Unable to speak, write or read, the consultant said it was too dangerous to operate and he is now dependent on medication having been diagnosed as having aphasia.
“After six years I have made a tremendous improvement in all areas – especially mobility through almost daily walks up Kinnoull Hill – although my right foot and hand are still a problem,” he says.
“This means that I drag my right foot somewhat; writing and using the computer are much slower than I would like but my speech is now much better and since embarking on the hyperbaric oxygen treatment in July 2014, my confidence has definitely improved.”
Brian was sad to give up rugby. But he has taken up new opportunities including re-joining Perth Kinnoull Rotary Club.

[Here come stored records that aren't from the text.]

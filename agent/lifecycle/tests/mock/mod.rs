/*!

This test module provides mock implementations of the capability traits and of [`Connector`] that
record what the lifecycle asks of them in a shared [`Journal`], so that tests can assert on the
exact order of deploys, cleanups and closes without any infrastructure.

!*/

#![allow(dead_code)]

use std::sync::atomic::{AtomicBool, AtomicUsize, Ordering};
use std::sync::{Arc, Mutex};
use std::time::Duration;
use testbed_lifecycle::provider::{
    Capabilities, Connector, Deployable, ExtendedDeployable, Failure, ProviderError,
    ProviderResult, ReusableDeployable,
};
use testbed_lifecycle::{Context, NoAccount, PodSelector, Service, ServiceKind, Settings};
use testbed_model::label_selector;

pub(crate) fn init_logger() {
    let _ = env_logger::builder().is_test(true).try_init();
}

/// A context with short waits so that readiness tests finish quickly.
pub(crate) fn fast_context() -> Context {
    Context::new(Settings {
        wait_interval_ms: 10,
        wait_timeout_ms: 2_000,
        retry_max: 2,
        retry_delay_ms: 10,
        ..Settings::default()
    })
    .with_run_id("test-run")
}

pub(crate) fn kind(name: &str) -> ServiceKind {
    name.parse().unwrap()
}

/// An ordered record of collaborator calls, shared by every mock of a test.
#[derive(Clone, Debug, Default)]
pub(crate) struct Journal(Arc<Mutex<Vec<String>>>);

impl Journal {
    pub(crate) fn record<S: Into<String>>(&self, event: S) {
        self.0.lock().unwrap().push(event.into());
    }

    pub(crate) fn events(&self) -> Vec<String> {
        self.0.lock().unwrap().clone()
    }

    pub(crate) fn count(&self, event: &str) -> usize {
        self.0.lock().unwrap().iter().filter(|e| *e == event).count()
    }
}

/// A resource that pretends to be deployed. Its failure modes are switched on with the builder
/// methods.
#[derive(Clone)]
pub(crate) struct MockResource {
    name: String,
    journal: Journal,
    deployed: Arc<AtomicBool>,
    ready_checks: Arc<AtomicUsize>,
    ready_after: usize,
    never_ready: bool,
    fail_deploy: bool,
    fail_readiness: bool,
    fail_cleanup: bool,
    fail_undeploy: bool,
    deploy_delay: Duration,
}

impl MockResource {
    pub(crate) fn new(name: &str, journal: &Journal) -> Self {
        Self {
            name: name.to_string(),
            journal: journal.clone(),
            deployed: Arc::new(AtomicBool::new(false)),
            ready_checks: Arc::new(AtomicUsize::new(0)),
            ready_after: 0,
            never_ready: false,
            fail_deploy: false,
            fail_readiness: false,
            fail_cleanup: false,
            fail_undeploy: false,
            deploy_delay: Duration::ZERO,
        }
    }

    /// Report not ready for the first `checks` readiness checks.
    pub(crate) fn ready_after(mut self, checks: usize) -> Self {
        self.ready_after = checks;
        self
    }

    pub(crate) fn never_ready(mut self) -> Self {
        self.never_ready = true;
        self
    }

    pub(crate) fn failing_deploy(mut self) -> Self {
        self.fail_deploy = true;
        self
    }

    pub(crate) fn failing_readiness(mut self) -> Self {
        self.fail_readiness = true;
        self
    }

    pub(crate) fn failing_cleanup(mut self) -> Self {
        self.fail_cleanup = true;
        self
    }

    pub(crate) fn failing_undeploy(mut self) -> Self {
        self.fail_undeploy = true;
        self
    }

    pub(crate) fn deploy_delay(mut self, delay: Duration) -> Self {
        self.deploy_delay = delay;
        self
    }

    /// Pretend the resource was deployed by someone else.
    pub(crate) fn already_deployed(self) -> Self {
        self.deployed.store(true, Ordering::SeqCst);
        self
    }

    pub(crate) fn is_up(&self) -> bool {
        self.deployed.load(Ordering::SeqCst)
    }

    pub(crate) fn ready_checks(&self) -> usize {
        self.ready_checks.load(Ordering::SeqCst)
    }

    fn event(&self, action: &str) -> String {
        format!("{}:{}", action, self.name)
    }
}

#[async_trait::async_trait]
impl Deployable for MockResource {
    async fn deploy(&self, _ctx: &Context) -> ProviderResult<()> {
        self.journal.record(self.event("deploy"));
        if !self.deploy_delay.is_zero() {
            tokio::time::sleep(self.deploy_delay).await;
        }
        if self.fail_deploy {
            return Err(ProviderError::new_with_context(
                Failure::Permanent,
                format!("{} refused to start", self.name),
            ));
        }
        self.deployed.store(true, Ordering::SeqCst);
        Ok(())
    }

    async fn undeploy(&self, _ctx: &Context) -> ProviderResult<()> {
        self.journal.record(self.event("undeploy"));
        if self.fail_undeploy {
            return Err(ProviderError::new_with_context(
                Failure::Permanent,
                format!("{} refused to stop", self.name),
            ));
        }
        self.deployed.store(false, Ordering::SeqCst);
        Ok(())
    }

    async fn is_deployed(&self, _ctx: &Context) -> ProviderResult<bool> {
        Ok(self.is_up())
    }
}

#[async_trait::async_trait]
impl ExtendedDeployable for MockResource {
    async fn is_ready(&self, _ctx: &Context) -> ProviderResult<bool> {
        let checks = self.ready_checks.fetch_add(1, Ordering::SeqCst) + 1;
        Ok(!self.never_ready && checks > self.ready_after)
    }

    async fn has_failed(&self, _ctx: &Context) -> ProviderResult<bool> {
        Ok(self.fail_readiness)
    }

    async fn restart(&self, _ctx: &Context) -> ProviderResult<()> {
        self.journal.record(self.event("restart"));
        Ok(())
    }

    fn pod_selector(&self) -> Option<PodSelector> {
        Some(label_selector("app", self.name.as_str()))
    }
}

#[async_trait::async_trait]
impl ReusableDeployable for MockResource {
    async fn cleanup(&self, _ctx: &Context) -> ProviderResult<()> {
        self.journal.record(self.event("cleanup"));
        if self.fail_cleanup {
            return Err(ProviderError::new_with_context(
                Failure::Permanent,
                format!("{} could not be cleaned", self.name),
            ));
        }
        Ok(())
    }
}

/// A pretend client. `serial` tells apart clients opened at different times.
#[derive(Debug)]
pub(crate) struct MockClient {
    pub(crate) name: String,
    pub(crate) serial: usize,
}

#[derive(Debug)]
pub(crate) struct MockValidation {
    pub(crate) client: Arc<MockClient>,
}

#[derive(Clone)]
pub(crate) struct MockConnector {
    name: String,
    journal: Journal,
    opened: Arc<AtomicUsize>,
    fail_open: bool,
    fail_close: bool,
}

impl MockConnector {
    pub(crate) fn new(name: &str, journal: &Journal) -> Self {
        Self {
            name: name.to_string(),
            journal: journal.clone(),
            opened: Arc::new(AtomicUsize::new(0)),
            fail_open: false,
            fail_close: false,
        }
    }

    pub(crate) fn failing_open(mut self) -> Self {
        self.fail_open = true;
        self
    }

    pub(crate) fn failing_close(mut self) -> Self {
        self.fail_close = true;
        self
    }
}

#[async_trait::async_trait]
impl Connector<NoAccount, MockClient, MockValidation> for MockConnector {
    async fn open(&self, _account: &NoAccount, _ctx: &Context) -> ProviderResult<MockClient> {
        self.journal.record(format!("open:{}", self.name));
        if self.fail_open {
            return Err(ProviderError::new_with_context(
                Failure::Permanent,
                "connection refused",
            ));
        }
        Ok(MockClient {
            name: self.name.clone(),
            serial: self.opened.fetch_add(1, Ordering::SeqCst) + 1,
        })
    }

    fn validation(&self, client: &Arc<MockClient>) -> MockValidation {
        MockValidation {
            client: Arc::clone(client),
        }
    }

    async fn close(&self, _client: &MockClient, _validation: &MockValidation) -> ProviderResult<()> {
        self.journal.record(format!("close:{}", self.name));
        if self.fail_close {
            return Err(ProviderError::new_with_context(
                Failure::Permanent,
                "connection reset",
            ));
        }
        Ok(())
    }
}

pub(crate) type MockService = Service<NoAccount, MockClient, MockValidation>;

pub(crate) fn mock_service(
    name: &str,
    capabilities: Capabilities,
    journal: &Journal,
    ctx: &Context,
) -> MockService {
    Service::new(
        kind(name),
        NoAccount::default(),
        capabilities,
        MockConnector::new(name, journal),
        ctx.clone(),
    )
}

While his aphasic condition holds him back, he battles on – and describes his wife Jean as his “greatest stalwart companion and therapist throughout”.
A stroke is a brain attack which happens when the blood supply to the brain is cut off. Strokes are caused by a clot or bleeding in the brain.
With around 15,000 strokes in Scotland every year and around 121,100 people living with the effects, the Stroke Association’s Lost for Words campaign aims to raise awareness of the challenges stroke survivors with communication difficulties can face.
Andrea Cail, Director Scotland at the Stroke Association says: “After a stroke, around one in three people have difficulty communicating, which can be both terrifying and isolating. But with the right help and support, many stroke survivors are able to find new ways to communicate and can rebuild their lives.”